La Habana, ciudad maravilla

La Habana, ciudad maravilla

  • La Habana Vieja, declarada por la Unesco Patrimonio de la Humanidad en 1982.
    La Habana Vieja, declarada por la Unesco Patrimonio de la Humanidad en 1982.

A pesar de quejas y deterioros, del maltrato de los años y de algunos de sus habitantes, de los calificativos de capital del presunto infierno antillano por parte de los que la mal quieren pero no pueden vivir sin ella, La Habana celebra su condición de ciudad maravilla consagrada por aquellos que saben apreciar su belleza construida desde la época colonial y esa luminosidad que vence las sombras, bordeada de azul marino con explosiones de color fuego que prenden los flamboyanes por aquí y por allá.

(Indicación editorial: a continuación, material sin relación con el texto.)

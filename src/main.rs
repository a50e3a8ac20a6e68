use std::path::Path;
use std::sync::Arc;

use log::{debug, info};
use socksbridge::common::{
    cli::{parse_command, Commands},
    logger::initialize_logger,
    tasks::start_cancel_listener,
};
use socksbridge::configuration::parse_configuration;
use socksbridge::forward::start_forwards;
use socksbridge::probe::{run_probe, ProbeReport};
use socksbridge::tunnel::TunnelRequest;
use tokio_util::sync::CancellationToken;

#[tokio::main]
async fn main() -> Result<(), std::io::Error> {
    let (config_path, command) = parse_command();

    initialize_logger(&command);

    if let Err(e) = run_command(&config_path, command).await {
        debug!("Error running command: {:?}", e.to_string());
        std::process::exit(1);
    }

    Ok(())
}

async fn run_command(config_path: &Path, command: Commands) -> Result<(), std::io::Error> {
    let configuration = parse_configuration(config_path)?;

    match command {
        Commands::Check => {
            println!(
                "Configuration is valid. Proxy: {}",
                configuration.proxy_target()
            );

            for forward in configuration.forwards.iter() {
                println!(
                    "{}:{} -> {} (routing id '{}')",
                    forward.bind_address(),
                    forward.bind_port,
                    forward.tunnel_request(),
                    forward.routing_id
                );
            }
        }
        Commands::Probe {
            routing_id,
            host,
            port,
            timeout,
            ..
        } => {
            let report = run_probe(
                &configuration,
                &routing_id,
                &TunnelRequest::new(host, port),
                configuration.connect_timeout_or(timeout),
            )
            .await;

            println!("{}", report);

            if let ProbeReport::Failed(reason) = report {
                return Err(std::io::Error::new(std::io::ErrorKind::Other, reason));
            }
        }
        Commands::Forward { .. } => {
            info!("Starting forwards...");

            let cancel_token = CancellationToken::new();

            let cancel_future = {
                let cancel_token = cancel_token.clone();
                tokio::spawn(async move { start_cancel_listener(cancel_token).await })
            };

            let result = start_forwards(Arc::new(configuration), cancel_token.clone()).await;

            cancel_token.cancel();
            let _ = cancel_future.await;

            result?;

            println!("Forwards stopped.");
        }
    }

    Ok(())
}
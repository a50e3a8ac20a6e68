/// Authentication type declared by the proxy properties of a routing id.
#[derive(Clone, Copy, Debug, PartialEq, Eq)]
pub enum AuthType {
    PasswordAuthentication,
    Token,
}

#[derive(Clone, Copy, Debug, PartialEq, Eq)]
pub enum TunnelStrategy {
    Token,
    BasicCredential,
}

pub fn select_strategy(auth_type: AuthType) -> TunnelStrategy {
    match auth_type {
        AuthType::PasswordAuthentication => TunnelStrategy::BasicCredential,
        AuthType::Token => TunnelStrategy::Token,
    }
}
use env_logger::Env;

use super::cli::Commands;

#[cfg(debug_assertions)]
const VERBOSE_LOG_LEVEL: &str = "trace";

#[cfg(not(debug_assertions))]
const VERBOSE_LOG_LEVEL: &str = "info";

fn resolve_log_level(command: &Commands) -> &'static str {
    let verbose = match command {
        Commands::Forward { verbose } => *verbose,
        Commands::Probe { verbose, .. } => *verbose,
        Commands::Check => true,
    };

    if verbose {
        VERBOSE_LOG_LEVEL
    } else {
        "error"
    }
}

pub fn initialize_logger(command: &Commands) {
    let env = Env::default()
        .filter_or("LOG_LEVEL", resolve_log_level(command))
        .write_style_or("LOG_STYLE", "always");

    let mut builder = env_logger::Builder::from_env(env);

    #[cfg(not(debug_assertions))]
    builder.format_target(false);

    builder.init();
}
use log::{debug, error};
use tokio::io::{copy_bidirectional, AsyncRead, AsyncWrite, Result};

/// Copies data both ways until either side closes. Returns the number of
/// bytes sent from `from` to `to` and back.
pub async fn bridge_streams<A, B>(from: &mut A, to: &mut B) -> Result<(u64, u64)>
where
    A: AsyncRead + AsyncWrite + Unpin,
    B: AsyncRead + AsyncWrite + Unpin,
{
    match copy_bidirectional(from, to).await {
        Ok((sent, received)) => {
            debug!("Bridge closed, sent {} bytes, received {} bytes", sent, received);
            Ok((sent, received))
        }
        Err(e) => {
            error!("Failed to bridge data: {}", e);
            Err(e)
        }
    }
}
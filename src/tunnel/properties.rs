use std::collections::HashMap;

use serde::{Deserialize, Serialize};

use super::strategy::AuthType;
use super::target::ProxyTarget;

#[derive(Serialize, Deserialize, Clone, Debug, PartialEq, Eq)]
#[serde(tag = "type", rename_all = "snake_case")]
pub enum ProxyAuthentication {
    Token {
        token: String,
    },
    Basic {
        username: Option<String>,
        #[serde(default)]
        routing_usernames: HashMap<String, String>,
    },
}

impl ProxyAuthentication {
    pub fn auth_type(&self) -> AuthType {
        match self {
            ProxyAuthentication::Token { .. } => AuthType::Token,
            ProxyAuthentication::Basic { .. } => AuthType::PasswordAuthentication,
        }
    }
}

/// Proxy properties resolved for one routing id.
#[derive(Clone, Debug, PartialEq, Eq)]
pub struct ProxyProperties {
    pub proxy: ProxyTarget,
    pub authentication: ProxyAuthentication,
}

impl ProxyProperties {
    pub fn auth_type(&self) -> AuthType {
        self.authentication.auth_type()
    }

    pub fn token(&self) -> Option<&str> {
        match &self.authentication {
            ProxyAuthentication::Token { token } => Some(token),
            ProxyAuthentication::Basic { .. } => None,
        }
    }

    /// Username for the routing id, falling back to the default username.
    pub fn username_for(&self, routing_id: &str) -> Option<&str> {
        match &self.authentication {
            ProxyAuthentication::Basic {
                username,
                routing_usernames,
            } => routing_usernames
                .get(routing_id)
                .or(username.as_ref())
                .map(String::as_str),
            ProxyAuthentication::Token { .. } => None,
        }
    }
}

#[derive(Debug)]
pub enum ResolveError {
    UnknownRoutingId(String),
}

impl std::fmt::Display for ResolveError {
    fn fmt(&self, f: &mut std::fmt::Formatter<'_>) -> std::fmt::Result {
        match self {
            ResolveError::UnknownRoutingId(id) => {
                write!(f, "No proxy properties for routing id '{}'", id)
            }
        }
    }
}

impl std::error::Error for ResolveError {}

/// Source of proxy properties keyed by routing id.
pub trait ProxyPropertiesResolver {
    fn resolve(&self, routing_id: &str) -> Result<ProxyProperties, ResolveError>;
}

#[cfg(test)]
mod tests {
    use super::*;

    fn basic_properties() -> ProxyProperties {
        ProxyProperties {
            proxy: ProxyTarget::new("127.0.0.1", 20004),
            authentication: ProxyAuthentication::Basic {
                username: Some("default-user".to_owned()),
                routing_usernames: HashMap::from([(
                    "loc-eu".to_owned(),
                    "eu-user".to_owned(),
                )]),
            },
        }
    }

    #[test]
    fn test_username_is_looked_up_per_routing_id() {
        let properties = basic_properties();

        assert_eq!(properties.username_for("loc-eu"), Some("eu-user"));
        assert_eq!(properties.username_for("loc-us"), Some("default-user"));
        assert_eq!(properties.token(), None);
        assert_eq!(properties.auth_type(), AuthType::PasswordAuthentication);
    }

    #[test]
    fn test_token_properties() {
        let properties = ProxyProperties {
            proxy: ProxyTarget::new("127.0.0.1", 20003),
            authentication: ProxyAuthentication::Token {
                token: "jwt".to_owned(),
            },
        };

        assert_eq!(properties.token(), Some("jwt"));
        assert_eq!(properties.username_for("loc-eu"), None);
        assert_eq!(properties.auth_type(), AuthType::Token);
    }

    #[test]
    fn test_authentication_is_tagged_by_type() {
        let parsed: ProxyAuthentication =
            serde_json::from_str(r#"{ "type": "basic", "username": "u" }"#).unwrap();

        assert_eq!(
            parsed,
            ProxyAuthentication::Basic {
                username: Some("u".to_owned()),
                routing_usernames: HashMap::new(),
            }
        );
    }
}
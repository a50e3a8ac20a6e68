use std::io::{Error, ErrorKind};
use std::net::SocketAddr;
use std::time::Duration;

use log::{debug, error, info};
use tokio::io::Result;
use tokio::net::{lookup_host, TcpStream};
use tokio::time::timeout;

use crate::tunnel::ProxyTarget;

async fn connect_to_address(address: &str, port: u16) -> Result<TcpStream> {
    let socket_addrs: Vec<SocketAddr> = lookup_host((address, port)).await?.collect();

    if socket_addrs.is_empty() {
        return Err(Error::new(
            ErrorKind::NotFound,
            format!("Could not resolve address: {}:{}", address, port),
        ));
    }

    let mut error = None;

    for addr in socket_addrs.iter().filter(|addr| addr.is_ipv6()) {
        match TcpStream::connect(addr).await {
            Ok(stream) => return Ok(stream),
            Err(e) => error = Some(e),
        }
    }

    for addr in socket_addrs.iter().filter(|addr| addr.is_ipv4()) {
        match TcpStream::connect(addr).await {
            Ok(stream) => return Ok(stream),
            Err(e) => error = Some(e),
        }
    }

    if let Some(e) = error {
        return Err(e);
    }

    Err(Error::new(
        ErrorKind::Other,
        format!("Failed to connect to address: {}:{}", address, port),
    ))
}

/// Opens the TCP connection to the proxy. Only the connect is bounded by
/// `connect_timeout`, reads on the returned stream are not.
pub async fn connect_to_proxy(proxy: &ProxyTarget, connect_timeout: Duration) -> Result<TcpStream> {
    match timeout(connect_timeout, connect_to_address(&proxy.host, proxy.port)).await {
        Ok(Ok(stream)) => {
            info!("Connected to proxy at {}", proxy);
            Ok(stream)
        }
        Ok(Err(e)) if e.kind() == ErrorKind::ConnectionRefused => {
            error!("Connection refused by proxy at {}", proxy);
            Err(e)
        }
        Ok(Err(e)) => {
            debug!("Error connecting to proxy: {:?}", e);
            Err(e)
        }
        Err(_) => {
            error!(
                "Connecting to proxy at {} timed out after {:?}",
                proxy, connect_timeout
            );
            Err(Error::new(
                ErrorKind::TimedOut,
                format!("Connecting to proxy at {} timed out", proxy),
            ))
        }
    }
}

Tiene magia La Habana. Y brujería y perdón que santifica su Cristo gigante a la entrada de la bahía. Abundan en ella defectos de toda ciudad grande: atiborrada de gentes que vinieron de todos los puntos de la geografía nacional a establecerse como diera lugar, duplicando espacios con barbacoas, hacinados en pequeños espacios, convirtiendo en cuarterías valiosas edificaciones, sin medir pesos, ni soportes, porque vivir en La Habana es una categoría que se ostenta y justifica, a pesar de las limitantes de cualquier tipo; con ese regalo que es pasearse por el Malecón y porque en ella hay más posibilidades de búsquedas y encuentros, tanto en el plano material como en el espiritual.

Hay buenas escuelas, buenos hospitales, importantes centros científicos, los mejores teatros y a la histórica sandunga y sensualidad se sumó su prestigio de enclave, de importantes reuniones internacionales en todos los campos y punto de partida y llegada de uno de los sentimientos más hermosos de los terrícolas: la solidaridad.

La Habana tiene defectos como cualquier ciudad grande, pero también virtudes que no abundan en otras urbe, esa paz "al filo de los argumentos", como diría un viejo poeta maltratado, esa posibilidad de disfrutar de lo apacible. Como en un volcán sosegado, por calles y parques, sin miedo a un secuestro, sabiendo que aún los chicos que viven en condiciones precarias tienen escuelas y servicios de salud garantizados. La Habana es una seductora de grandes contradicciones, cosmopolita y rural, mística y pragmática, de donde muchos se van pero siempre vuelven y otros muchos, de cualquier parte del mundo, añoran tener un pedacito. Con razón declarada por quienes la gozan y la sufren ciudad maravilla.